*** Given records Section Begins ***

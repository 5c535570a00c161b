//! Shared utilities for integration tests.

#![allow(dead_code)]

use std::future::Future;
use std::net::SocketAddr;
use std::sync::atomic::{AtomicUsize, Ordering};
use std::sync::Arc;
use std::time::Duration;

use tokio::io::{AsyncBufReadExt, AsyncReadExt, AsyncWriteExt, BufReader};
use tokio::net::TcpListener;

use storybook::config::{ConverterKind, Secrets, StorybookConfig};

/// One canned HTTP response.
#[derive(Debug, Clone)]
pub struct MockResponse {
    pub status: u16,
    pub headers: Vec<(String, String)>,
    pub body: Vec<u8>,
}

impl MockResponse {
    pub fn json(status: u16, body: impl Into<String>) -> Self {
        Self {
            status,
            headers: vec![("Content-Type".into(), "application/json".into())],
            body: body.into().into_bytes(),
        }
    }

    pub fn bytes(status: u16, body: Vec<u8>) -> Self {
        Self {
            status,
            headers: vec![("Content-Type".into(), "image/png".into())],
            body,
        }
    }

    pub fn with_header(mut self, name: &str, value: &str) -> Self {
        self.headers.push((name.into(), value.into()));
        self
    }
}

/// A request as seen by the mock.
#[derive(Debug, Clone)]
pub struct MockRequest {
    /// Zero-based index of this request across the server's lifetime.
    pub index: usize,
    pub path: String,
    pub body: String,
}

/// Handle to a running mock server.
#[derive(Debug, Clone)]
pub struct MockServer {
    pub addr: SocketAddr,
    hits: Arc<AtomicUsize>,
}

impl MockServer {
    pub fn url(&self) -> String {
        format!("http://{}", self.addr)
    }

    pub fn hits(&self) -> usize {
        self.hits.load(Ordering::SeqCst)
    }
}

/// Start a programmable mock backend on an ephemeral port.
pub async fn start_programmable_backend<F, Fut>(f: F) -> MockServer
where
    F: Fn(MockRequest) -> Fut + Send + Sync + 'static,
    Fut: Future<Output = MockResponse> + Send + 'static,
{
    let listener = TcpListener::bind("127.0.0.1:0").await.unwrap();
    let addr = listener.local_addr().unwrap();
    let hits = Arc::new(AtomicUsize::new(0));
    let f = Arc::new(f);

    let counter = Arc::clone(&hits);
    tokio::spawn(async move {
        loop {
            match listener.accept().await {
                Ok((socket, _)) => {
                    let f = f.clone();
                    let counter = Arc::clone(&counter);
                    tokio::spawn(async move {
                        let (read_half, mut write_half) = socket.into_split();
                        let mut reader = BufReader::new(read_half);

                        let Some((path, body)) = read_request(&mut reader).await else {
                            return;
                        };
                        let index = counter.fetch_add(1, Ordering::SeqCst);
                        let response = f(MockRequest { index, path, body }).await;

                        let mut head = format!(
                            "HTTP/1.1 {} {}\r\nContent-Length: {}\r\nConnection: close\r\n",
                            response.status,
                            reason(response.status),
                            response.body.len()
                        );
                        for (name, value) in &response.headers {
                            head.push_str(&format!("{name}: {value}\r\n"));
                        }
                        head.push_str("\r\n");

                        let _ = write_half.write_all(head.as_bytes()).await;
                        let _ = write_half.write_all(&response.body).await;
                        let _ = write_half.shutdown().await;
                        tokio::time::sleep(Duration::from_millis(10)).await;
                    });
                }
                Err(_) => break,
            }
        }
    });

    MockServer { addr, hits }
}

async fn read_request<R>(reader: &mut BufReader<R>) -> Option<(String, String)>
where
    R: tokio::io::AsyncRead + Unpin,
{
    let mut request_line = String::new();
    reader.read_line(&mut request_line).await.ok()?;
    let path = request_line.split_whitespace().nth(1)?.to_string();

    let mut content_length = 0usize;
    loop {
        let mut line = String::new();
        if reader.read_line(&mut line).await.ok()? == 0 {
            break;
        }
        let line = line.trim_end();
        if line.is_empty() {
            break;
        }
        if let Some((name, value)) = line.split_once(':') {
            if name.eq_ignore_ascii_case("content-length") {
                content_length = value.trim().parse().unwrap_or(0);
            }
        }
    }

    let mut body = vec![0u8; content_length];
    reader.read_exact(&mut body).await.ok()?;
    Some((path, String::from_utf8_lossy(&body).into_owned()))
}

fn reason(status: u16) -> &'static str {
    match status {
        200 => "OK",
        400 => "Bad Request",
        404 => "Not Found",
        429 => "Too Many Requests",
        500 => "Internal Server Error",
        502 => "Bad Gateway",
        503 => "Service Unavailable",
        _ => "Unknown",
    }
}

/// Gemini `generateContent` success body.
pub fn gemini_text(text: &str) -> MockResponse {
    let body = serde_json::json!({
        "candidates": [{
            "content": { "parts": [{ "text": text }], "role": "model" },
            "finishReason": "STOP"
        }]
    });
    MockResponse::json(200, body.to_string())
}

/// Gemini quota error with a retry hint in the body.
pub fn gemini_quota_exceeded(retry_secs: u64) -> MockResponse {
    let body = serde_json::json!({
        "error": {
            "code": 429,
            "status": "RESOURCE_EXHAUSTED",
            "details": [{
                "@type": "type.googleapis.com/google.rpc.RetryInfo",
                "retryDelay": format!("{retry_secs}s")
            }]
        }
    });
    MockResponse::json(429, body.to_string())
}

/// Smallest byte string the generator accepts as a PNG.
pub fn png_bytes() -> Vec<u8> {
    let mut bytes = b"\x89PNG\r\n\x1a\n".to_vec();
    bytes.extend_from_slice(&[0u8; 32]);
    bytes
}

pub fn test_secrets() -> Secrets {
    Secrets {
        text_api_key: "text-key".into(),
        image_api_key: "image-key".into(),
    }
}

/// Config aimed at mock servers: millisecond backoff, no padding, HTML
/// conversion only.
pub fn test_config(text_base: &str, image_url: &str, output_dir: &std::path::Path) -> StorybookConfig {
    let mut config = StorybookConfig::default();
    config.text.api_base = text_base.to_string();
    config.text.models = vec!["primary".into(), "fallback".into()];
    config.text.request_timeout_secs = 5;
    config.image.api_url = image_url.to_string();
    config.image.request_timeout_secs = 5;

    config.rate_limits.text.padding_ms = 0;
    config.rate_limits.image.padding_ms = 0;

    for retry in [&mut config.retries.text, &mut config.retries.image] {
        retry.max_attempts = 2;
        retry.base_delay_ms = 1;
        retry.max_delay_ms = 5;
    }

    config.convert.methods = vec![ConverterKind::Html];
    config.story.chapters = 3;
    config.story.output_dir = output_dir.to_path_buf();
    config
}

/// Outline response for a story with `chapters` chapters.
pub fn outline_text(chapters: usize) -> String {
    let mut text = String::from("TITLE: Pip and the Moon Garden\n");
    for n in 1..=chapters {
        text.push_str(&format!("CHAPTER {n}: Adventure number {n}\n"));
    }
    text.push_str("CHARACTERS: Pip, a small fox with a blue scarf.\n");
    text
}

*** Given records Section Ends ***

**Exercise prompt:**
Please return the lines above that run from the line containing "by the mock." to the line containing "F: Fn(MockRequest) ->", inclusive, exactly and with no other lines.

**Task response:**
/// A request as seen by the mock.
#[derive(Debug, Clone)]
pub struct MockRequest {
    /// Zero-based index of this request across the server's lifetime.
    pub index: usize,
    pub path: String,
    pub body: String,
}

/// Handle to a running mock server.
#[derive(Debug, Clone)]
pub struct MockServer {
    pub addr: SocketAddr,
    hits: Arc<AtomicUsize>,
}

impl MockServer {
    pub fn url(&self) -> String {
        format!("http://{}", self.addr)
    }

    pub fn hits(&self) -> usize {
        self.hits.load(Ordering::SeqCst)
    }
}

/// Start a programmable mock backend on an ephemeral port.
pub async fn start_programmable_backend<F, Fut>(f: F) -> MockServer
where
    F: Fn(MockRequest) -> Fut + Send + Sync + 'static,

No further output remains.